Wracając na właściwą drogę – cały plan miałem już przygotowany: trasy obmyślone, mapy papierowe kupione, GPS na wszelki wypadek też przygotowany z aktualnymi mapami, niemal sześćdziesiąt stron przeróżnych zwrotów w obcych językach, laweta załatwiona dzięki przeogromnemu wsparciu znajomego warsztatu (złoty człowiek, pan Szef–Majster z tegoż warsztatu, ponieważ to głównie jego zasługa). Całość była dla Natalii (mej siostrzenicy) niespodzianką, toteż wszystko z trudem utrzymałem w największej tajemnicy pomimo tego, że dzielimy pokój (jakkolwiek dziwnie to brzmi...) – i udało się.

Odpowiednio wcześniej pokazałem dziewczynie zdjęcie pojazdu i rzekłem z najbardziej pokerową twarzą jaką udało mi się wygenerować: "jedziemy po to" – niemal się popłakała ze szczęścia i kolejne dni była istnym wulkanem energii. Nic poza wyprawą nie istniało. Piekielność pojawiła się wraz z moją siostrą – pech chciał, że pojawiła się w domu po niemal pięciomiesięcznej nieobecności. Na domiar złego, ze swoim gachem. Piekielność względnie długotrwała i zajadła.

Natalia cały czas mówiła o podróży do Finlandii, więc siłą rzeczy nie dało rady ukryć tego przed siostrą. Do wyjazdu pozostało sześć dni i traf chciał, że byłem mocno "w rozjazdach" za inną rodzinną materią, więc w domu byłem jedynie wieczorami. Pierwsze dwa z tych sześciu dni nic nie zauważyłem, bo jak wracałem to Natalia już była na randce z Morfeuszem. Trzeciego dnia wydała mi się dziwnie pochmurna. Kolejnego dnia próbowałem z niej wydusić co się stało, gdy spostrzegłem czerwone od płaczu oczy – bez skutku, dziewczyna milczy jak grób. Dzień przed wyjazdem byłem w domu już lawetą, dużo wcześniej, żeby dokończyć pakowanie, posprawdzać czy wszystko jest zapięte na ostatni guzik. I przyskrzyniłem siostrę do spółki z jej gachem jak wniebogłosy drą się na Natalię, całą już zapłakaną.

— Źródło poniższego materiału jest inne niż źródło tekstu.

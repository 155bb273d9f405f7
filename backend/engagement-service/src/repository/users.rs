use async_trait::async_trait;
use sqlx::PgPool;
use uuid::Uuid;

use crate::domain::models::User;
use crate::error::ServiceResult;
use crate::repository::traits::UserStore;

/// Postgres repository for User lookups
#[derive(Clone)]
pub struct PgUserRepository {
    pool: PgPool,
}

impl PgUserRepository {
    pub fn new(pool: PgPool) -> Self {
        Self { pool }
    }
}

#[async_trait]
impl UserStore for PgUserRepository {
    async fn insert_user(&self, user: &User) -> ServiceResult<()> {
        sqlx::query(
            r#"
            INSERT INTO users (id, username, full_name, avatar, created_at)
            VALUES ($1, $2, $3, $4, $5)
            "#,
        )
        .bind(user.id)
        .bind(&user.username)
        .bind(&user.full_name)
        .bind(&user.avatar)
        .bind(user.created_at)
        .execute(&self.pool)
        .await?;

        Ok(())
    }

    async fn find_user(&self, id: Uuid) -> ServiceResult<Option<User>> {
        let user = sqlx::query_as::<_, User>(
            r#"
            SELECT id, username, full_name, avatar, created_at
            FROM users
            WHERE id = $1
            "#,
        )
        .bind(id)
        .fetch_optional(&self.pool)
        .await?;

        Ok(user)
    }

    async fn find_user_by_username(&self, username: &str) -> ServiceResult<Option<User>> {
        let user = sqlx::query_as::<_, User>(
            r#"
            SELECT id, username, full_name, avatar, created_at
            FROM users
            WHERE username = $1
            "#,
        )
        .bind(username)
        .fetch_optional(&self.pool)
        .await?;

        Ok(user)
    }
}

W ten sposób wmawiali jej, że "nigdzie nie pojedzie, już oni o to zadbają", bo "nie będzie się szlajać ch* wie gdzie na wakacje, skoro oni nie mogą" oraz, że "wybiją jej z głowy takie rzeczy". Nie będę tu przytaczać tego wszystkiego, bo generalnie było mocno wulgarnie. Toksyczność tego darcia się przekroczyła wszelkie granice – co gorsza trwało to przez sześć dni z rzędu. Taki sadyzm i maltretowanie własnej córki przez moją siostrę nie mieści mi się w głowie. Skutecznie, oni oboje: ona wraz z tym swoim gachem, zamordowali w Natalii całą radość z wyjazdu w najdłuższą (póki co) podróż w jej życiu. Nie mieści mi się to w głowie, nie rozumiem jak można się w taki sposób znęcać nad kimkolwiek, a już szczególnie własnym dzieckiem, którego się nawet nie wychowało, było wiecznie nieobecnym, a przez większość czasu miało generalnie w rzyci.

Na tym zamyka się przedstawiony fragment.